In heat treatment process, the temperature in normalizing and quenching process is controlled in 1000~1100 DEG C and 980- respectively
1020 DEG C, soaking time controls 5~8 hours and 4~6 hours respectively.On the one hand the full and uniform dissolving of all elements is ensured
In high temperature austenite, it is ready for the uniformity of tissue and composition after quenching;On the other hand, the Ovshinsky of appropriate size is ensured
Body grain size, if grain size is bigger than normal, thick, the high-temperature behavior reduction of steel was organized, and if grain size is meticulous, it is big in tissue
Angle grain boundary improves, and reduces the thermal conductivity of steel.600-650 DEG C optimal of temperature range of age hardening effect is selected in drawing process
It is tempered, the carbide in steel is fully separated out, and ensure that carbide size is moderate, both can guarantee that the high-temperature behavior of steel, also
Steel structure stability during rapid heat cycle can be improved, improves the thermal conductivity factor of steel under the high temperature conditions.
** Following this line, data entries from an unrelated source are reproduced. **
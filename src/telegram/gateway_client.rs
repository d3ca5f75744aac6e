//! HTTP/JSON client for the local platform bridge
//!
//! The bridge process owns the authenticated session and exposes a handful
//! of POST endpoints. Every request and response body is JSON.
//!
//! ## Endpoints
//!
//! | Path          | Request                    | Response                 |
//! |---------------|----------------------------|--------------------------|
//! | `/search`     | `{query, limit}`           | `{results: [RawEntity]}` |
//! | `/resolve`    | `{identifier}`             | `RawEntity`              |
//! | `/join`       | `{identifier}`             | `{}`                     |
//! | `/membership` | `{identifier}`             | `{status}`               |
//! | `/dialogs`    | `{}`                       | `{results: [RawEntity]}` |
//! | `/send`       | `{identifier, text}`       | `{message_id}`           |
//! | `/delete`     | `{identifier, message_id}` | `{}`                     |
//!
//! Errors come back as a non-2xx status with
//! `{"error": {"code", "message", "retry_after"?}}`.

use super::{ClientError, MembershipStatus, ProtocolClient, RawEntity};
use crate::config::GatewayConfig;
use async_trait::async_trait;
use serde::de::DeserializeOwned;
use serde::{Deserialize, Serialize};

#[derive(Debug, Serialize)]
struct SearchRequest<'a> {
    query: &'a str,
    limit: usize,
}

#[derive(Debug, Serialize)]
struct IdentifierRequest<'a> {
    identifier: &'a str,
}

#[derive(Debug, Serialize)]
struct SendRequest<'a> {
    identifier: &'a str,
    text: &'a str,
}

#[derive(Debug, Serialize)]
struct DeleteRequest<'a> {
    identifier: &'a str,
    message_id: i64,
}

#[derive(Debug, Deserialize)]
struct SendResponse {
    message_id: i64,
}

#[derive(Debug, Deserialize)]
struct ResultsResponse {
    #[serde(default)]
    results: Vec<RawEntity>,
}

#[derive(Debug, Deserialize)]
struct MembershipResponse {
    status: MembershipStatus,
}

#[derive(Debug, Deserialize)]
struct Empty {}

#[derive(Debug, Default, Deserialize)]
pub struct ErrorBody {
    #[serde(default)]
    pub code: Option<i32>,
    #[serde(default)]
    pub message: Option<String>,
    #[serde(default)]
    pub retry_after: Option<u64>,
}

#[derive(Debug, Deserialize)]
struct ErrorEnvelope {
    error: ErrorBody,
}

pub struct HttpGatewayClient {
    http: reqwest::Client,
    base_url: String,
    token: Option<String>,
}

impl HttpGatewayClient {
    pub fn new(config: &GatewayConfig, base_url: &str) -> Result<Self, ClientError> {
        let http = reqwest::Client::builder()
            .timeout(config.timeout)
            .build()
            .map_err(|e| ClientError::Transport(e.to_string()))?;

        Ok(Self {
            http,
            base_url: base_url.trim_end_matches('/').to_string(),
            token: config.token.clone(),
        })
    }

    async fn post<B, R>(&self, path: &str, body: &B) -> Result<R, ClientError>
    where
        B: Serialize + ?Sized,
        R: DeserializeOwned,
    {
        let url = format!("{}{}", self.base_url, path);
        let mut request = self.http.post(&url).json(body);
        if let Some(token) = &self.token {
            request = request.bearer_auth(token);
        }

        let response = request
            .send()
            .await
            .map_err(|e| ClientError::Transport(e.to_string()))?;

        let status = response.status();
        if !status.is_success() {
            let text = response.text().await.unwrap_or_default();
            let body = serde_json::from_str::<ErrorEnvelope>(&text)
                .map(|envelope| envelope.error)
                .unwrap_or_else(|_| ErrorBody {
                    message: Some(text),
                    ..ErrorBody::default()
                });
            return Err(map_error(status.as_u16(), body));
        }

        response
            .json::<R>()
            .await
            .map_err(|e| ClientError::Transport(format!("invalid bridge response from {}: {}", path, e)))
    }
}

/// Translate a bridge error response into the client error taxonomy
pub fn map_error(status: u16, body: ErrorBody) -> ClientError {
    let message = body.message.unwrap_or_else(|| format!("HTTP {}", status));

    if let Some(seconds) = body.retry_after {
        return ClientError::FloodWait { seconds };
    }

    match status {
        404 => ClientError::NotFound(message),
        403 => ClientError::Restricted(message),
        _ => ClientError::Rpc {
            code: body.code.unwrap_or(status as i32),
            message,
        },
    }
}

#[async_trait]
impl ProtocolClient for HttpGatewayClient {
    async fn search(&self, query: &str, limit: usize) -> Result<Vec<RawEntity>, ClientError> {
        let response: ResultsResponse = self.post("/search", &SearchRequest { query, limit }).await?;
        log::debug!("🔍 Bridge search '{}' returned {} results", query, response.results.len());
        Ok(response.results)
    }

    async fn resolve(&self, identifier: &str) -> Result<RawEntity, ClientError> {
        self.post("/resolve", &IdentifierRequest { identifier }).await
    }

    async fn join(&self, identifier: &str) -> Result<(), ClientError> {
        let _: Empty = self.post("/join", &IdentifierRequest { identifier }).await?;
        Ok(())
    }

    async fn check_membership(&self, identifier: &str) -> Result<MembershipStatus, ClientError> {
        let response: MembershipResponse =
            self.post("/membership", &IdentifierRequest { identifier }).await?;
        Ok(response.status)
    }

    async fn list_joined_groups(&self) -> Result<Vec<RawEntity>, ClientError> {
        let response: ResultsResponse = self.post("/dialogs", &serde_json::json!({})).await?;
        Ok(response.results)
    }

    async fn send_message(&self, identifier: &str, text: &str) -> Result<i64, ClientError> {
        let response: SendResponse = self.post("/send", &SendRequest { identifier, text }).await?;
        Ok(response.message_id)
    }

    async fn delete_message(&self, identifier: &str, message_id: i64) -> Result<(), ClientError> {
        let _: Empty = self
            .post("/delete", &DeleteRequest { identifier, message_id })
            .await?;
        Ok(())
    }
}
In the normalizing process, the speed of heating is 50~100 DEG C/h;The time of insulation is calculated as 3.75 by the thickness of steel~
6.00min/mm。
In the quenching technical, the speed of heating is 50~100 DEG C/h, time of insulation is calculated as 3.00 by the thickness of steel~
4.50min/mm。
In the tempering process, the speed of heating is 50~100 DEG C/h;The time of insulation is calculated as 3.75 by the thickness of steel~
6.00min/mm。
The speed of heating is controlled in 50~100 DEG C/h in normalizing, quenching and tempering process, its reason is to add
Hot speed is too fast to be also easy to produce crackle, and the rate of heat addition is too slow, and the efficiency of heating surface reduces.
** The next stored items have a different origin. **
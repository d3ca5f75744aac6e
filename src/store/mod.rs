//! Persistence layer
//!
//! Tables (see `/sql/` directory):
//! - `entities` - UPSERT on entity_id
//! - `memberships` - one row per entity, state machine
//! - `search_runs` - INSERT per processed keyword
//! - `keyword_usage` - UPSERT on keyword
//! - `events` - INSERT (append-only audit log)
//!
//! All timestamps are Unix seconds. Every write is a single statement or a
//! single transaction, so an interrupted run never leaves partial state.

pub mod models;
pub mod sqlite;

pub use models::{
    EntityRecord, Event, KeywordRecord, MembershipRecord, MembershipState, SearchRunRecord,
    StoredEvent,
};
pub use sqlite::SqliteStore;

use crate::telegram::Candidate;
use async_trait::async_trait;

#[derive(Debug, thiserror::Error)]
pub enum StoreError {
    #[error("SQLite error: {0}")]
    Sqlite(#[from] rusqlite::Error),
    #[error("event payload error: {0}")]
    Serde(#[from] serde_json::Error),
    #[error("store connection lock poisoned")]
    Poisoned,
    #[error("corrupt row: {0}")]
    Corrupt(String),
}

/// Current time in Unix seconds
pub fn unix_now() -> i64 {
    chrono::Utc::now().timestamp()
}

#[async_trait]
pub trait Store: Send + Sync {
    /// Insert or refresh an entity. Returns `true` when the row was created.
    async fn upsert_entity(&self, candidate: &Candidate, now: i64) -> Result<bool, StoreError>;

    async fn get_entity(&self, entity_id: i64) -> Result<Option<EntityRecord>, StoreError>;

    /// Exact match on the normalized username
    async fn find_entity_by_username(&self, username: &str) -> Result<Option<EntityRecord>, StoreError>;

    /// Exact match on the normalized title
    async fn find_entity_by_title(&self, title_norm: &str) -> Result<Option<EntityRecord>, StoreError>;

    /// Most recently discovered first
    async fn recent_entities(&self, limit: usize) -> Result<Vec<EntityRecord>, StoreError>;

    /// Create a `not_joined` membership row unless one already exists
    async fn ensure_membership(&self, entity_id: i64, now: i64) -> Result<(), StoreError>;

    async fn get_membership(&self, entity_id: i64) -> Result<Option<MembershipRecord>, StoreError>;

    /// Write a membership row and, optionally, its event in one transaction
    async fn save_membership(
        &self,
        record: &MembershipRecord,
        event: Option<&Event>,
        now: i64,
    ) -> Result<(), StoreError>;

    async fn list_memberships(&self, state: MembershipState) -> Result<Vec<MembershipRecord>, StoreError>;

    async fn record_event(&self, entity_id: Option<i64>, event: &Event, now: i64) -> Result<(), StoreError>;

    async fn events_for(&self, entity_id: i64) -> Result<Vec<StoredEvent>, StoreError>;

    async fn record_search_run(&self, run: &SearchRunRecord) -> Result<(), StoreError>;

    async fn last_search_run(&self, keyword: &str) -> Result<Option<SearchRunRecord>, StoreError>;

    async fn record_keyword_usage(&self, keyword: &str, now: i64) -> Result<(), StoreError>;

    async fn keyword_usage(&self, keyword: &str) -> Result<Option<KeywordRecord>, StoreError>;
}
The brake disc of high-speed train includes following composition and percentage by weight with ladle:C:0.20~0.30%, Si:0.20
~0.40%0, Mn:0.20~0.40%, Cr:0.90~1.50%, W:0.30~0.60%, Mo:0.40~0.90%, Al:
≤ 0.025%, V:0.70~1.00%, Co:0.20~0.40%, Ni:≤ 0.20%, Cu:≤ 0.20%, N:≤ 0.005%,
P≤0.010%, S≤0.005%, surplus are Fe and inevitable impurity;And meet 0.9C≤0.03W+0.063Mo+
0.06Cr+0.2V≤1.1C。
Preferably, C:0.26~0.29%, Si:0.22~0.28%, Mn:0.22~0.31%, Cr:0.93~1.0%,
W:0.33~0.38%, Mo:0.75~0.88%, Al:≤ 0.018%, V:0.92~1.00%, Co:0.22~0.29%,
Ni:≤ 0.16%, Cu:≤ 0.18%, N:≤ 0.003%, P≤0.008%, S≤0.001%, surplus is for Fe and unavoidably
Impurity;And meet 0.9C≤0.03W+0.063Mo+0.06Cr+0.2V≤1.1C.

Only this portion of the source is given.